In the tiotropium group, 226 of 453 patients (49.9%) had at least 1 episode of asthma worsening, as compared with 287 of 454 (63.2%) in the placebo group.1
* Asthma worsening was defined as either a progressive increase in symptoms (as compared with usual day-to-day asthma symptoms) or a decline of 30% or more in the best morning PEF from the mean screening morning PEF for 2 or more consecutive days.1
Adapted from Kerstjens HA et al.1
PrimoTinA Study Design
Two replicate randomised controlled trials (PrimoTinA-Asthma 1 and PrimoTinA-Asthma 2) compared SPIRIVA Respimat with placebo Respimat over 48 weeks as add-on controller therapy on top of usual care in adult patients with severe asthma who were symptomatic on maintenance treatment of at least ICS (≥800 μg budesonide/day or equivalent) plus LABA, had a post-bronchodilator FEV1 of ≤80% of the predicted value and a history of ≥1 severe exacerbation in the previous year. In both the SPIRIVA Respimat and placebo Respimat groups, ICS and LABA maintenance therapy was continued.
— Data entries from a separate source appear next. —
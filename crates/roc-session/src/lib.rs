//! Live-state synchronization engine for one dashboard session: a poll
//! aggregator over four independently-failing HTTP sources, two stream
//! channels (chat and log), and the administrative one-shots, composed
//! behind a handle the render side consumes.

use roc_core::wire::{BroadcastBody, LogBody};
use roc_core::{ChannelState, Credential, ViewModel};
use std::sync::Arc;
use std::time::Duration;
use tokio::sync::mpsc;
use tokio::task::JoinHandle;
use tracing::info;
use url::Url;

pub mod channel;
pub mod poller;
pub mod transport;

pub use channel::{ChannelEvent, ChannelKind, StreamChannel};
pub use transport::{Transport, TransportError};

pub const LOG_PATH: &str = "/admin/log";
pub const BROADCAST_PATH: &str = "/admin/broadcast";
pub const RESTART_PATH: &str = "/admin/restart";

const EVENT_QUEUE_CAPACITY: usize = 256;
const CHAT_OUTBOUND_CAPACITY: usize = 64;

#[derive(Debug, Clone)]
pub struct SessionConfig {
    pub base_url: Url,
    pub chat_url: Url,
    pub log_url: Url,
    pub credential: Credential,
    pub display_name: String,
    pub poll_interval: Duration,
    pub request_timeout: Duration,
    pub reconnect: bool,
}

/// Consumer side of one running session. The receivers are the render
/// sink's feed; dropping them (or calling `stop`) ends the session, and any
/// in-flight poll settles and is dropped.
pub struct SessionHandle {
    pub views: mpsc::Receiver<ViewModel>,
    pub chat_events: mpsc::Receiver<ChannelEvent>,
    pub log_events: mpsc::Receiver<ChannelEvent>,
    pub notices: mpsc::Receiver<String>,
    chat_outbound: mpsc::Sender<String>,
    notice_tx: mpsc::Sender<String>,
    transport: Arc<Transport>,
    tasks: Vec<JoinHandle<()>>,
}

pub struct Session;

impl Session {
    /// Establish both stream channels and begin periodic polling.
    pub fn start(config: SessionConfig) -> Result<SessionHandle, TransportError> {
        let transport = Arc::new(Transport::new(
            config.base_url.clone(),
            &config.credential,
            config.request_timeout,
        )?);

        let (view_tx, views) = mpsc::channel(EVENT_QUEUE_CAPACITY);
        let (chat_tx, chat_events) = mpsc::channel(EVENT_QUEUE_CAPACITY);
        let (log_tx, log_events) = mpsc::channel(EVENT_QUEUE_CAPACITY);
        let (notice_tx, notices) = mpsc::channel(EVENT_QUEUE_CAPACITY);
        let (chat_outbound, chat_outbound_rx) = mpsc::channel(CHAT_OUTBOUND_CAPACITY);
        // The log channel has no outbound side; its sender drops here.
        let (_, log_outbound_rx) = mpsc::channel(1);

        let mut tasks = Vec::new();
        tasks.push(tokio::spawn(poller::run(
            transport.clone(),
            config.poll_interval,
            view_tx,
        )));

        let chat_channel = StreamChannel {
            kind: ChannelKind::Chat,
            url: config.chat_url.clone(),
            credential: config.credential.clone(),
            display_name: config.display_name.clone(),
        };
        tasks.push(tokio::spawn(channel::run_channel(
            chat_channel,
            chat_tx,
            chat_outbound_rx,
            config.reconnect,
        )));

        let log_channel = StreamChannel {
            kind: ChannelKind::Log,
            url: config.log_url.clone(),
            credential: config.credential.clone(),
            display_name: config.display_name.clone(),
        };
        tasks.push(tokio::spawn(run_log_channel(
            log_channel,
            transport.clone(),
            log_tx,
            log_outbound_rx,
            config.reconnect,
        )));

        info!(
            event = "session_started",
            base = %config.base_url,
            poll_interval_secs = config.poll_interval.as_secs(),
            reconnect = config.reconnect,
        );

        Ok(SessionHandle {
            views,
            chat_events,
            log_events,
            notices,
            chat_outbound,
            notice_tx,
            transport,
            tasks,
        })
    }
}

impl SessionHandle {
    /// Queue one outbound chat message. Validity (channel open, non-empty
    /// after trimming) is enforced at the channel; a full queue drops the
    /// message rather than blocking the render loop.
    pub fn send_chat(&self, text: &str) {
        let _ = self.chat_outbound.try_send(text.to_string());
    }

    /// Fire-and-forget `POST /admin/broadcast`. The outcome lands on the
    /// notice feed; session state is unaffected either way.
    pub fn broadcast(&self, message: String) {
        let transport = self.transport.clone();
        let notices = self.notice_tx.clone();
        tokio::spawn(async move {
            let body = BroadcastBody { message };
            let note = match transport.post_json(BROADCAST_PATH, Some(&body)).await {
                Ok(()) => "broadcast sent".to_string(),
                Err(err) => format!("broadcast failed: {err}"),
            };
            let _ = notices.send(note).await;
        });
    }

    /// Fire-and-forget `POST /admin/restart`.
    pub fn restart(&self) {
        let transport = self.transport.clone();
        let notices = self.notice_tx.clone();
        tokio::spawn(async move {
            let note = match transport.post_json::<()>(RESTART_PATH, None).await {
                Ok(()) => "restart requested".to_string(),
                Err(err) => format!("restart failed: {err}"),
            };
            let _ = notices.send(note).await;
        });
    }

    /// Stop polling and close both channel connections. In-flight requests
    /// settle on their own and their results are discarded.
    pub fn stop(self) {
        for task in &self.tasks {
            task.abort();
        }
        info!(event = "session_stopped");
    }
}

/// Log-channel wrapper: after the channel first opens (which clears the
/// sink), replay the server's retained log once via `GET /admin/log`, then
/// let the live stream take over.
async fn run_log_channel(
    channel: StreamChannel,
    transport: Arc<Transport>,
    events: mpsc::Sender<ChannelEvent>,
    outbound: mpsc::Receiver<String>,
    reconnect: bool,
) {
    let (inner_tx, mut inner_rx) = mpsc::channel(EVENT_QUEUE_CAPACITY);
    let driver = tokio::spawn(channel::run_channel(
        channel, inner_tx, outbound, reconnect,
    ));

    let mut backfilled = false;
    while let Some(event) = inner_rx.recv().await {
        let opened = event == ChannelEvent::State(ChannelState::Open);
        if events.send(event).await.is_err() {
            break;
        }
        if opened && !backfilled {
            backfilled = true;
            if let Some(body) = transport.fetch_json::<LogBody>(LOG_PATH).await {
                for line in body.lines {
                    if events.send(ChannelEvent::Line(line)).await.is_err() {
                        break;
                    }
                }
            }
        }
    }
    driver.abort();
}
Other asthma medications were allowed if the doses remained stable for ≥4 weeks before study entry and for the duration of the trial. The co-primary endpoints were lung function measured as peak FEV1(0-3h) and trough FEV1 response at week 24, and time to first severe exacerbation (pooled data) over 48 weeks.1
Abbreviations
ARR, absolute risk reduction; CI, confidence interval; HR, hazard ratio; ICS, inhaled corticosteroid; LABA, long-acting β2-agonist; PEF, peak expiratory flow.
Reference: 1. Kerstjens HA et al. N Engl J Med 2012;367:1198–207.